The luxury I have to take the next six weeks just to sit here with my MacBook and write these words to you is overwhelming. Nevertheless, this is what I’ve been given, and I’m trying my damndest to make good use of the blessings being showered upon me. I’ve worked hard in this lifetime to live to tell a story—what story I’m supposed to tell I’m not entirely sure, yet it’s a true story all the same. This story is about God. This story is about losing everything, twice. This story is about living my life AS Pilgrimage and finding reflections of myself and God in the most unexpected places.


ð


The first time I joined the club of “loss and stolen,” I was three years old and the bag of books my mom kept in her car to keep me entertained while we drove around doing errands was taken from the back seat. I remember the heavy feelings I had of sorrow and disbelief. I couldn’t understand yet why someone would take those books. The second time was this past winter, 22 years later, when my backpack was stolen on a train in India. I recognized those same feelings of “Why me? Why now?” rise to the surface and now with some life experience and awareness I was faced with a choice: Do I continue to feel victimized or do I use this opportunity for transformation?

That night on the train I lost everything and the next day I realized none of it mattered. In the moment, I screamed until I had no voice left because someone had taken my belongings—they were mine, not theirs to have. I needed them. I wanted them. These possessions in my backpack had been imbued with my essence. They’d traveled with me for months. They were a part of me.
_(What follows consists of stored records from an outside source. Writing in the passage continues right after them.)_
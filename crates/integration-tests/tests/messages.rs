//! Sending, visibility and conversation grouping.

use std::collections::HashSet;

use bazaar_client::ClientError;
use bazaar_core::{Projection, UserId};
use bazaar_integration_tests::TestContext;
use reqwest::StatusCode;
use serde_json::{Value, json};

#[tokio::test]
async fn test_buyer_hello_reaches_admin() {
    let ctx = TestContext::spawn().await;
    let (alice, alice_user) = ctx.buyer("alice").await;

    let sent = alice.send_message(None, "hello").await.expect("send");
    assert_eq!(sent.sender_id, alice_user.id);
    assert_eq!(sent.receiver_id, None);

    let admin = ctx.admin_client().await;
    let messages = admin.messages().await.expect("admin list");
    assert!(messages.iter().any(|m| m.sender_id == alice_user.id
        && m.receiver_id.is_none()
        && m.content == "hello"));

    let projection = Projection::build(&messages, ctx.admin.id);
    let conversation = projection
        .get(alice_user.id)
        .expect("filed under alice");
    assert_eq!(conversation.len(), 1);
}

#[tokio::test]
async fn test_admin_note_to_general_inbox_is_left_out_of_projection() {
    let ctx = TestContext::spawn().await;
    let (alice, alice_user) = ctx.buyer("alice").await;
    alice.send_message(None, "hello").await.expect("send");

    let admin = ctx.admin_client().await;
    let note = admin.send_message(None, "ghi chú kho").await.expect("send");
    assert_eq!(note.receiver_id, None);

    let messages = admin.messages().await.expect("admin list");
    assert!(messages.iter().any(|m| m.id == note.id));

    let projection = Projection::build(&messages, ctx.admin.id);
    assert_eq!(projection.len(), 1);
    let conversation = projection.get(alice_user.id).expect("filed under alice");
    assert!(conversation.messages().iter().all(|m| m.id != note.id));
}

#[tokio::test]
async fn test_send_returns_201_with_wire_shape() {
    let ctx = TestContext::spawn().await;
    let http = ctx.http();
    http.post(ctx.url("/api/register"))
        .json(&json!({"username": "alice", "password": "mua-sam-123"}))
        .send()
        .await
        .expect("register");

    let resp = http
        .post(ctx.url("/api/messages"))
        .json(&json!({"content": "hello"}))
        .send()
        .await
        .expect("request");
    assert_eq!(resp.status(), StatusCode::CREATED);

    let body: Value = resp.json().await.expect("json");
    assert_eq!(body["receiverId"], Value::Null);
    assert_eq!(body["content"], "hello");
    assert!(body["createdAt"].is_string());
    assert!(body["senderId"].is_number());
}

#[tokio::test]
async fn test_every_message_visible_to_both_parties_once() {
    let ctx = TestContext::spawn().await;
    let (alice, alice_user) = ctx.buyer("alice").await;
    let (bob, bob_user) = ctx.buyer("bob").await;
    let admin = ctx.admin_client().await;

    alice.send_message(None, "hello").await.expect("send");
    admin
        .send_message(Some(alice_user.id), "chào bạn")
        .await
        .expect("reply");
    bob.send_message(None, "còn hàng không?").await.expect("send");
    admin
        .send_message(Some(bob_user.id), "còn bạn nhé")
        .await
        .expect("reply");

    let alice_view = alice.messages().await.expect("list");
    let bob_view = bob.messages().await.expect("list");
    let admin_view = admin.messages().await.expect("list");

    assert_eq!(alice_view.len(), 2);
    assert!(alice_view.iter().all(|m| m.involves(alice_user.id)));
    assert_eq!(bob_view.len(), 2);
    assert!(bob_view.iter().all(|m| m.involves(bob_user.id)));
    assert_eq!(admin_view.len(), 4);

    let ids: HashSet<_> = admin_view.iter().map(|m| m.id).collect();
    assert_eq!(ids.len(), admin_view.len(), "no duplicates");
}

#[tokio::test]
async fn test_admin_projection_orders_by_latest_activity() {
    let ctx = TestContext::spawn().await;
    let (alice, alice_user) = ctx.buyer("alice").await;
    let (bob, bob_user) = ctx.buyer("bob").await;
    let admin = ctx.admin_client().await;

    alice.send_message(None, "hello").await.expect("send");
    bob.send_message(None, "xin chào").await.expect("send");
    alice.send_message(None, "có ai không?").await.expect("send");

    let projection = Projection::build(&admin.messages().await.expect("list"), ctx.admin.id);
    let order: Vec<_> = projection
        .conversations()
        .iter()
        .map(bazaar_core::Conversation::counterparty)
        .collect();
    assert_eq!(
        order,
        vec![alice_user.id, bob_user.id]
    );
}

#[tokio::test]
async fn test_blank_message_rejected() {
    let ctx = TestContext::spawn().await;
    let (alice, _) = ctx.buyer("alice").await;

    let err = alice.send_message(None, "   ").await.expect_err("blank");
    assert!(matches!(
        err,
        ClientError::Validation { field: Some(ref f), .. } if f == "content"
    ));
    assert!(alice.messages().await.expect("list").is_empty());
}

#[tokio::test]
async fn test_unknown_receiver_rejected() {
    let ctx = TestContext::spawn().await;
    let admin = ctx.admin_client().await;

    let err = admin
        .send_message(Some(UserId::new(404)), "anyone there?")
        .await
        .expect_err("unknown receiver");
    assert!(matches!(
        err,
        ClientError::Validation { field: Some(ref f), .. } if f == "receiverId"
    ));
}

#[tokio::test]
async fn test_messages_require_session() {
    let ctx = TestContext::spawn().await;
    let anonymous = ctx.anonymous();

    assert!(anonymous.messages().await.expect_err("list").is_unauthorized());
    assert!(
        anonymous
            .send_message(None, "hello")
            .await
            .expect_err("send")
            .is_unauthorized()
    );
}
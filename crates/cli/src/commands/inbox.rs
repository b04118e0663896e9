//! Terminal chat client.
//!
//! Logs in through the API and shows what the web chat would: admins get the
//! conversation list (or one open conversation with `--with`), buyers get
//! their single thread with the shop. `--follow` keeps the polling feed
//! running and prints new messages as they arrive.

use chrono::{DateTime, Local, Utc};

use bazaar_client::sync::POLL_INTERVAL;
use bazaar_client::{ApiClient, ClientError, ConversationSummary, InboxView, MessageFeed, Snapshot};
use bazaar_core::conversation::{self, TimelineEntry, buyer_thread};
use bazaar_core::{Message, MessageId, User, UserId};

/// Parsed `bazaar inbox` arguments.
pub struct InboxOptions {
    pub url: String,
    pub username: String,
    pub password: String,
    pub with: Option<i32>,
    pub send: Option<String>,
    pub to: Option<i32>,
    pub follow: bool,
}

/// Run the inbox command.
///
/// # Errors
///
/// Returns `ClientError` if login, sending or the first fetch fails.
pub async fn run(options: InboxOptions) -> Result<(), ClientError> {
    let client = ApiClient::new(&options.url)?;
    let user = client.login(&options.username, &options.password).await?;
    tracing::info!(username = %user.username, admin = user.is_admin, "Logged in");

    let feed = MessageFeed::new(client);
    let open = options.with.map(UserId::new);

    if let Some(content) = options.send.as_deref() {
        let receiver = options.to.or(options.with).map(UserId::new);
        feed.send(receiver, content).await?;
    } else {
        feed.refresh().await?;
    }

    let mut screen = Screen::new(&user, open);
    print_lines(&screen.render(&feed.snapshot()));

    if !options.follow {
        return Ok(());
    }

    let _poller = feed.spawn(POLL_INTERVAL);
    let mut snapshots = feed.subscribe();
    loop {
        tokio::select! {
            changed = snapshots.changed() => {
                if changed.is_err() {
                    break;
                }
                let snapshot = snapshots.borrow_and_update().clone();
                print_lines(&screen.render(&snapshot));
            }
            _ = tokio::signal::ctrl_c() => break,
        }
    }

    Ok(())
}

#[allow(clippy::print_stdout)]
fn print_lines(lines: &[String]) {
    for line in lines {
        println!("{line}");
    }
}

/// What has been shown so far, so repeated renders only print what is new.
struct Screen {
    principal: UserId,
    is_admin: bool,
    view: InboxView,
    printed_up_to: Option<MessageId>,
}

impl Screen {
    fn new(user: &User, open: Option<UserId>) -> Self {
        let mut view = InboxView::new(user.id);
        if let Some(counterparty) = open {
            view.select(counterparty);
        }
        Self {
            principal: user.id,
            is_admin: user.is_admin,
            view,
            printed_up_to: None,
        }
    }

    fn render(&mut self, snapshot: &Snapshot) -> Vec<String> {
        if self.is_admin && self.view.selected().is_none() {
            return self.render_list(snapshot);
        }

        let thread = if self.is_admin {
            let projection = snapshot.projection(self.principal);
            self.view.mark_selected_read(&projection);
            self.view
                .active(&projection)
                .map(|c| c.messages().to_vec())
                .unwrap_or_default()
        } else {
            buyer_thread(&snapshot.messages, self.principal)
        };

        let lines = timeline_lines(&thread, self.principal, self.printed_up_to);
        if let Some(last) = thread.last() {
            self.printed_up_to = Some(last.id);
        }
        if lines.is_empty() && self.printed_up_to.is_none() {
            return vec!["No messages yet.".to_string()];
        }
        lines
    }

    fn render_list(&mut self, snapshot: &Snapshot) -> Vec<String> {
        let projection = snapshot.projection(self.principal);
        let newest = snapshot.messages.iter().map(|m| m.id).max();
        if newest.is_some() && newest == self.printed_up_to {
            return Vec::new();
        }
        self.printed_up_to = newest;

        if projection.is_empty() {
            return vec!["No conversations yet.".to_string()];
        }

        let mut lines = vec![format!(
            "== {} conversations, {} unread ==",
            projection.len(),
            self.view.total_unread(&projection)
        )];
        lines.extend(self.view.summaries(&projection).iter().map(summary_line));
        lines
    }
}

fn counterparty_label(counterparty: UserId) -> String {
    format!("user #{counterparty}")
}

fn summary_line(summary: &ConversationSummary) -> String {
    let prefix = if summary.last_from_me { "You: " } else { "" };
    let unread = if summary.unread > 0 {
        format!(" ({} new)", summary.unread)
    } else {
        String::new()
    };
    format!(
        "{:<16} {}  {}{}{}",
        counterparty_label(summary.counterparty),
        local_time(summary.last_message.created_at, "%H:%M"),
        prefix,
        summary.last_message.content,
        unread
    )
}

/// Render `thread` with time separators, skipping messages up to `after`.
fn timeline_lines(thread: &[Message], principal: UserId, after: Option<MessageId>) -> Vec<String> {
    let mut lines = Vec::new();
    let mut pending_separator = None;

    for entry in conversation::timeline(thread) {
        match entry {
            TimelineEntry::Separator(at) => pending_separator = Some(at),
            TimelineEntry::Message(message) => {
                let separator = pending_separator.take();
                if after.is_some_and(|marker| message.id <= marker) {
                    continue;
                }
                if let Some(at) = separator {
                    lines.push(format!("-- {} --", local_time(at, "%d/%m %H:%M")));
                }
                lines.push(message_line(message, principal));
            }
        }
    }

    lines
}

fn message_line(message: &Message, principal: UserId) -> String {
    let author = if message.sender_id == principal {
        "you".to_string()
    } else {
        format!("#{}", message.sender_id)
    };
    format!("[{author}] {}", message.content)
}

fn local_time(at: DateTime<Utc>, format: &str) -> String {
    at.with_timezone(&Local).format(format).to_string()
}
//! Session-related types.
//!
//! Types stored in the session for authentication state.

use serde::{Deserialize, Serialize};

use bazaar_core::{User, UserId, Username};

/// Session-stored user identity.
///
/// Minimal data stored in the session to identify the logged-in user. The
/// account is re-read from storage on every guarded request, so a stale
/// `is_admin` here is never trusted for authorization.
#[derive(Debug, Clone, PartialEq, Eq, Serialize, Deserialize)]
pub struct CurrentUser {
    /// User's database ID.
    pub id: UserId,
    /// Login name at the time the session was created.
    pub username: Username,
}

impl From<&User> for CurrentUser {
    fn from(user: &User) -> Self {
        Self {
            id: user.id,
            username: user.username.clone(),
        }
    }
}

/// Session keys for authentication data.
pub mod keys {
    /// Key for storing the current logged-in user.
    pub const CURRENT_USER: &str = "current_user";
}
//! Database migration command.
//!
//! # Usage
//!
//! ```bash
//! bazaar migrate
//! ```
//!
//! # Environment Variables
//!
//! - `BAZAAR_DATABASE_URL` - `PostgreSQL` connection string (falls back to
//!   `DATABASE_URL`)
//!
//! # Migration Files
//!
//! Schema migrations live in `crates/storefront/migrations/`. The session
//! table is owned by `tower-sessions-sqlx-store` and created after them.

use secrecy::ExposeSecret;
use thiserror::Error;
use tower_sessions_sqlx_store::PostgresStore;

use bazaar_storefront::config::MEMORY_DATABASE_URL;
use bazaar_storefront::db::create_pool;

/// Errors that can occur while migrating.
#[derive(Debug, Error)]
pub enum MigrationError {
    #[error("Missing environment variable: {0}")]
    MissingEnvVar(&'static str),

    #[error("Nothing to migrate: the in-memory store has no schema")]
    MemoryBackend,

    #[error("Database error: {0}")]
    Database(#[from] sqlx::Error),

    #[error("Migration error: {0}")]
    Migration(#[from] sqlx::migrate::MigrateError),
}

/// Run the storefront migrations and create the session table.
///
/// # Errors
///
/// Returns `MigrationError` if the database URL is missing or a migration fails.
pub async fn run() -> Result<(), MigrationError> {
    let database_url =
        super::database_url().ok_or(MigrationError::MissingEnvVar("BAZAAR_DATABASE_URL"))?;
    if database_url.expose_secret().starts_with(MEMORY_DATABASE_URL) {
        return Err(MigrationError::MemoryBackend);
    }

    tracing::info!("Connecting to database...");
    let pool = create_pool(&database_url).await?;

    tracing::info!("Running storefront migrations...");
    sqlx::migrate!("../storefront/migrations").run(&pool).await?;

    tracing::info!("Creating session table...");
    PostgresStore::new(pool).migrate().await?;

    tracing::info!("Migrations complete!");
    Ok(())
}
Some of those things were not even mine; they were borrowed from someone else; I was only their keeper. Now what? It was 3A.M. on the night train from Mysore to Chennai. I was with Jesse returning from visiting my aunt Leigh, a Tibetan Buddhist nun who lives at a monastery in the south of India teaching English to the resident monks, among many other note-worthy projects. I had fallen asleep with my bag under my seat. I hadn’t bothered to lock it up that night because we’d been on trains a dozen times already and previously had no trouble. Except this time there were no other bags but mine under the bench and that bright blue backpack was a prime target.

I stepped off the train with nothing but cash and my passport in a small, zippered purse around my neck. I felt hollow and withdrawn. The most devastating thing (especially for a writer) was the loss of my notebook, which held all the accounts of my journey. I was preparing to write a book so I had taken the big journal instead of the small one, get the picture? That, along with expensive health supplements so as to keep from getting wretchedly ill, my dirty underwear, a few gifts and my favorite poetry books; all gone. At first I blamed India for having violated my personhood. I was angry and hurt; this loss was significant for me.

Returning to my friend’s apartment, a true sanctuary in the middle of the city, gradually the anger subsided and my tears stopped, and I realized how grateful I actually was at having had this experience. Two days later, before I left India and flew back to America, I kissed the ground, thanking Her for taking these things away. Essentially She had done the job for me, catapulted me into a whole new way of being—lighter, more free, less encumbered by “stuff.” Grateful.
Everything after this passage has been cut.